According to the Wind Trading Desk, Morgan Stanley analysts Meta A Marshall and Mary B Lenox released a new research report stating that Lumentum's non-GAAP gross margin for the second quarter reached 42.5%, exceeding analysts' expectations of 38.6% by 385 basis points, primarily due to product mix optimization and price increases for EML lasers. This performance drove the company's earnings per share to $1.67, far surpassing the expected $1.38.
More importantly, the company has made substantial progress in the emerging CPO market. Lumentum disclosed that it has received a multi-hundred-million-dollar CPO expansion order, which is expected to ship in the second half of 2027. Meanwhile, the OCS (Optical Subsystem) business has a backlog of over $400 million, expected to reach a quarterly scale of $100 million two quarters earlier than anticipated.
Morgan Stanley raised Lumentum's target price from $350 to $420, but maintained an "Equal-weight" rating. Analysts pointed out that despite the company's strong fundamentals, the stock price has already reflected optimistic expectations of approximately $20 earnings per share for the 2027 calendar year, and the current 25 times price-to-earnings ratio valuation is already quite full.

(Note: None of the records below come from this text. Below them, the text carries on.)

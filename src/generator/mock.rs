//! Scriptable generator for tests and offline runs.
use std::sync::Mutex;
use std::sync::atomic::{AtomicU32, Ordering};
use std::time::Duration;

use async_trait::async_trait;

use super::{Generator, GeneratorError};

pub struct MockGenerator {
    reply: Option<String>,
    failures_before_success: u32,
    delay: Option<Duration>,
    attempts: AtomicU32,
    prompts: Mutex<Vec<String>>,
}

impl MockGenerator {
    /// Answers with the prompt it was given.
    #[must_use]
    pub fn echo() -> Self {
        Self {
            reply: None,
            failures_before_success: 0,
            delay: None,
            attempts: AtomicU32::new(0),
            prompts: Mutex::new(Vec::new()),
        }
    }

    /// Answers every prompt with `reply`.
    #[must_use]
    pub fn fixed(reply: &str) -> Self {
        Self {
            reply: Some(reply.to_string()),
            ..Self::echo()
        }
    }

    /// Fail the first `n` calls, then behave normally. `u32::MAX` never recovers.
    #[must_use]
    pub fn failing_first(mut self, n: u32) -> Self {
        self.failures_before_success = n;
        self
    }

    #[must_use]
    pub fn with_delay(mut self, delay: Duration) -> Self {
        self.delay = Some(delay);
        self
    }

    /// Number of `generate` calls so far, failed ones included.
    pub fn attempts(&self) -> u32 {
        self.attempts.load(Ordering::SeqCst)
    }

    /// Prompts received by successful calls, in order.
    pub fn prompts(&self) -> Vec<String> {
        self.prompts
            .lock()
            .map(|p| p.clone())
            .unwrap_or_default()
    }
}

#[async_trait]
impl Generator for MockGenerator {
    async fn generate(&self, prompt: &str) -> Result<String, GeneratorError> {
        let attempt = self.attempts.fetch_add(1, Ordering::SeqCst);
        if let Some(delay) = self.delay {
            tokio::time::sleep(delay).await;
        }
        if attempt < self.failures_before_success {
            return Err(GeneratorError::Failed(format!(
                "mock generator scripted failure #{}",
                attempt + 1
            )));
        }

        if let Ok(mut prompts) = self.prompts.lock() {
            prompts.push(prompt.to_string());
        }
        Ok(self.reply.clone().unwrap_or_else(|| prompt.to_string()))
    }
}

Gross Margin Significantly Exceeds Expectations, Pricing Power Highlighted
Lumentum's gross margin performance in the second quarter became the biggest highlight. The company reported non-GAAP revenue of $665.5 million and earnings per share of $1.67, both exceeding Morgan Stanley's expectations of $648.6 million and $1.38.

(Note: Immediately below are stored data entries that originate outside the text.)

//! # ragindex: retrieval-augmented generation core
//!
//! Splits documents into overlapping chunks, embeds them into a persistent
//! vector index, and answers questions by packing the best-matching chunks
//! into a bounded prompt for a generation backend.
//!
//! ## Architecture
//!
//! - **[`indexer`]**: Character-window chunking and the concurrent build pipeline
//! - **[`index`]**: Vector index with exact and partitioned search plus a versioned file format
//! - **[`embedder`]**: Embedding port and its mock / OpenAI-compatible backends
//! - **[`generator`]**: Generation port and its mock / OpenAI-compatible backends
//! - **[`retriever`]**: Query embedding followed by index search
//! - **[`qa`]**: Context packing, prompt assembly and retried generation
//! - **[`config`]**: JSON configuration with defaults and validation
//! - **[`error`]**: Error taxonomy shared by every component

pub mod config;
pub mod embedder;
pub mod error;
pub mod generator;
pub mod index;
pub mod indexer;
pub mod models;
pub mod qa;
pub mod retriever;

pub use error::{RagError, Result};
pub use index::{SimilarityMetric, VectorIndex};
pub use models::{Answer, Chunk, Document, EmbeddingVector, RetrievalResult, ScoredChunk};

The outperformance in gross margin primarily stems from two factors. First is the improvement in product mix, with a higher proportion of revenue coming from high-margin EML lasers and OCS products. Second, the company successfully implemented price increases amid ongoing supply constraints. Management stated that although the company increased capacity by 20% in the December quarter, supply shortages are still persisting, which gives the company pricing power.

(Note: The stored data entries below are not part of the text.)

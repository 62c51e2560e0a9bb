/// Configuration module for ragindex.
///
/// Handles loading, validating, and providing default configuration values.
use std::path::Path;
use std::time::Duration;

use anyhow::{Context, Result};
use serde::{Deserialize, Serialize};
use tracing::{info, warn};

use crate::error::RagError;
use crate::index::SimilarityMetric;
use crate::indexer::chunker::ChunkingConfig;
use crate::qa::prompt::FIRST_PASSAGE_OVERHEAD;

pub const DEFAULT_CONFIG_PATH: &str = "ragindex.json";

// ── Default value functions ──────────────────────────────────────────

fn default_chunk_size() -> usize {
    1000
}

fn default_chunk_overlap() -> usize {
    200
}

fn default_top_k() -> usize {
    4
}

fn default_max_context_chars() -> usize {
    4000
}

fn default_concurrency_limit() -> usize {
    4
}

fn default_batch_size() -> usize {
    16
}

fn default_request_timeout_secs() -> u64 {
    30
}

fn default_index_path() -> String {
    "./index.rgix".to_string()
}

fn default_approximate_threshold() -> usize {
    50_000
}

fn default_max_attempts() -> u32 {
    1
}

fn default_backoff_ms() -> u64 {
    500
}

fn default_endpoint() -> String {
    "http://localhost:11434/v1".to_string()
}

fn default_embedding_model() -> String {
    "nomic-embed-text".to_string()
}

fn default_generation_model() -> String {
    "llama3.2".to_string()
}

fn default_dimensions() -> usize {
    768
}

fn default_api_key_env() -> String {
    "OPENAI_API_KEY".to_string()
}

// ── Config structs ───────────────────────────────────────────────────

#[derive(Debug, Deserialize, Serialize, Clone)]
pub struct Config {
    #[serde(default = "default_chunk_size")]
    pub chunk_size: usize,

    #[serde(default = "default_chunk_overlap")]
    pub chunk_overlap: usize,

    #[serde(default = "default_top_k")]
    pub top_k: usize,

    #[serde(default = "default_max_context_chars")]
    pub max_context_chars: usize,

    #[serde(default)]
    pub similarity_metric: SimilarityMetric,

    #[serde(default = "default_concurrency_limit")]
    pub embedding_concurrency_limit: usize,

    /// Texts sent per `embed_batch` call while building.
    #[serde(default = "default_batch_size")]
    pub embedding_batch_size: usize,

    /// Applies to both embedding and generation calls.
    #[serde(default = "default_request_timeout_secs")]
    pub request_timeout_secs: u64,

    #[serde(default)]
    pub index: IndexConfig,

    #[serde(default)]
    pub retry: RetryConfig,

    #[serde(default)]
    pub embedding: EmbeddingConfig,

    #[serde(default)]
    pub generation: GenerationConfig,
}

#[derive(Debug, Deserialize, Serialize, Clone)]
pub struct IndexConfig {
    #[serde(default = "default_index_path")]
    pub path: String,

    /// Corpus size at which search switches to the partitioned index. 0 disables it.
    #[serde(default = "default_approximate_threshold")]
    pub approximate_threshold: usize,

    /// Partitions probed per query; 0 picks `max(4, nlist / 8)`.
    #[serde(default)]
    pub nprobe: usize,
}

#[derive(Debug, Deserialize, Serialize, Clone)]
pub struct RetryConfig {
    /// Total generation attempts, first call included.
    #[serde(default = "default_max_attempts")]
    pub max_attempts: u32,

    /// Delay before the second attempt; doubles after each failure.
    #[serde(default = "default_backoff_ms")]
    pub backoff_ms: u64,
}

#[derive(Debug, Deserialize, Serialize, Clone, Copy, PartialEq, Eq, Default)]
#[serde(rename_all = "lowercase")]
pub enum BackendProvider {
    #[default]
    OpenAi,
    Mock,
}

#[derive(Debug, Deserialize, Serialize, Clone)]
pub struct EmbeddingConfig {
    #[serde(default)]
    pub provider: BackendProvider,

    #[serde(default = "default_endpoint")]
    pub endpoint: String,

    #[serde(default = "default_embedding_model")]
    pub model: String,

    #[serde(default = "default_dimensions")]
    pub dimensions: usize,

    /// Name of the environment variable holding the API key.
    #[serde(default = "default_api_key_env")]
    pub api_key_env: String,
}

#[derive(Debug, Deserialize, Serialize, Clone)]
pub struct GenerationConfig {
    #[serde(default)]
    pub provider: BackendProvider,

    #[serde(default = "default_endpoint")]
    pub endpoint: String,

    #[serde(default = "default_generation_model")]
    pub model: String,

    #[serde(default = "default_api_key_env")]
    pub api_key_env: String,
}

// ── Default impls ────────────────────────────────────────────────────

impl Default for Config {
    fn default() -> Self {
        Self {
            chunk_size: default_chunk_size(),
            chunk_overlap: default_chunk_overlap(),
            top_k: default_top_k(),
            max_context_chars: default_max_context_chars(),
            similarity_metric: SimilarityMetric::default(),
            embedding_concurrency_limit: default_concurrency_limit(),
            embedding_batch_size: default_batch_size(),
            request_timeout_secs: default_request_timeout_secs(),
            index: IndexConfig::default(),
            retry: RetryConfig::default(),
            embedding: EmbeddingConfig::default(),
            generation: GenerationConfig::default(),
        }
    }
}

impl Default for IndexConfig {
    fn default() -> Self {
        Self {
            path: default_index_path(),
            approximate_threshold: default_approximate_threshold(),
            nprobe: 0,
        }
    }
}

impl Default for RetryConfig {
    fn default() -> Self {
        Self {
            max_attempts: default_max_attempts(),
            backoff_ms: default_backoff_ms(),
        }
    }
}

impl Default for EmbeddingConfig {
    fn default() -> Self {
        Self {
            provider: BackendProvider::default(),
            endpoint: default_endpoint(),
            model: default_embedding_model(),
            dimensions: default_dimensions(),
            api_key_env: default_api_key_env(),
        }
    }
}

impl Default for GenerationConfig {
    fn default() -> Self {
        Self {
            provider: BackendProvider::default(),
            endpoint: default_endpoint(),
            model: default_generation_model(),
            api_key_env: default_api_key_env(),
        }
    }
}

impl EmbeddingConfig {
    /// API key read from the configured environment variable, if set.
    pub fn api_key(&self) -> Option<String> {
        std::env::var(&self.api_key_env).ok().filter(|k| !k.is_empty())
    }
}

impl GenerationConfig {
    pub fn api_key(&self) -> Option<String> {
        std::env::var(&self.api_key_env).ok().filter(|k| !k.is_empty())
    }
}

// ── Config implementation ────────────────────────────────────────────

impl Config {
    /// Load configuration from a JSON file.
    ///
    /// If `config_path` is empty, defaults to [`DEFAULT_CONFIG_PATH`].
    /// If the file does not exist, returns a default config and, for the
    /// default path only, writes a template next to the working directory.
    pub fn load(config_path: &str) -> Result<Self> {
        let path = if config_path.is_empty() {
            DEFAULT_CONFIG_PATH
        } else {
            config_path
        };

        if !Path::new(path).exists() {
            info!("{path} not found, using defaults");
            let cfg = Self::default();

            if path == DEFAULT_CONFIG_PATH {
                match cfg.save(path) {
                    Ok(()) => info!("Generated config template: {path}"),
                    Err(e) => warn!("Failed to generate config template: {e}"),
                }
            }

            return Ok(cfg);
        }

        let data = std::fs::read_to_string(path)
            .with_context(|| format!("failed to read config: {path}"))?;

        // A file that exists must parse; there is no fallback to defaults.
        let cfg: Config = serde_json::from_str(&data)
            .with_context(|| format!("invalid configuration in {path}"))?;

        info!("Loaded configuration from {path}");
        Ok(cfg)
    }

    /// Save configuration to a JSON file.
    pub fn save(&self, path: &str) -> Result<()> {
        let data = serde_json::to_string_pretty(self).context("failed to marshal config")?;
        std::fs::write(path, data).with_context(|| format!("failed to write config: {path}"))?;
        Ok(())
    }

    /// Validate configuration values. Run before any indexing or querying.
    pub fn validate(&self) -> crate::error::Result<()> {
        self.chunking().validate()?;
        if self.top_k == 0 {
            return Err(RagError::config("top_k", "must be positive"));
        }
        if self.max_context_chars == 0 {
            return Err(RagError::config("max_context_chars", "must be positive"));
        }
        let full_passage = self.chunk_size.saturating_add(FIRST_PASSAGE_OVERHEAD);
        if self.max_context_chars < full_passage {
            return Err(RagError::config(
                "max_context_chars",
                format!(
                    "{} cannot hold one full chunk of {} chars ({full_passage} with its label)",
                    self.max_context_chars, self.chunk_size
                ),
            ));
        }
        if self.embedding_concurrency_limit == 0 {
            return Err(RagError::config(
                "embedding_concurrency_limit",
                "must be positive",
            ));
        }
        if self.embedding_batch_size == 0 {
            return Err(RagError::config("embedding_batch_size", "must be positive"));
        }
        if self.request_timeout_secs == 0 {
            return Err(RagError::config("request_timeout_secs", "must be positive"));
        }
        if self.retry.max_attempts == 0 {
            return Err(RagError::config(
                "retry.max_attempts",
                "must allow at least one attempt",
            ));
        }
        if self.embedding.dimensions == 0 {
            return Err(RagError::config("embedding.dimensions", "must be positive"));
        }
        Ok(())
    }

    #[must_use]
    pub fn chunking(&self) -> ChunkingConfig {
        ChunkingConfig {
            chunk_size: self.chunk_size,
            overlap: self.chunk_overlap,
        }
    }

    #[must_use]
    pub fn request_timeout(&self) -> Duration {
        Duration::from_secs(self.request_timeout_secs)
    }
}

// ── Tests ────────────────────────────────────────────────────────────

The non-GAAP operating margin reached 25.2%, also significantly exceeding Morgan Stanley's expectation of 20.6%. The company demonstrated its ability to enhance both revenue and margins in a strong demand environment.
As a result, Morgan Stanley significantly raised its earnings forecasts. The revenue and earnings per share expectations for the third quarter were raised from $695.3 million and $1.56 to $804.3 million and $2.24. The full-year revenue and earnings per share expectations for fiscal year 2026 were raised from $2.621 billion and $5.60 to $2.915 billion and $7.63.
CPO Business Secures Major Orders, OCS Accelerates Volume
If the current performance is supported by EML, then Lumentum's valuation premium entirely comes from betting on the future AI network architecture—OCS and CPO. The information disclosed in the research report shows that the progress of these two businesses is astonishing CPO secures hundreds of millions in orders: The market had previously focused on the technical exploration phase of CPO, but Lumentum revealed that it has received an additional "hundreds of millions" procurement order (PO) for scale out CPO, expected to start shipping in the second half of 2027 (CY27). This is an important milestone for the commercialization of CPO.
OCS backlog orders surge: The growth rate of the Optical Circuit Switching (OCS) business is faster than expected. The current backlog orders have exceeded $400 million. More importantly, the company expects to reach a single-quarter revenue scale of $100 million two quarters earlier than originally planned. This indicates that the demand for optical switching from AI clusters is accelerating. Most of the backlog orders are expected to ship in the first and second quarters of fiscal year 2027 (i.e., the second half of 2026).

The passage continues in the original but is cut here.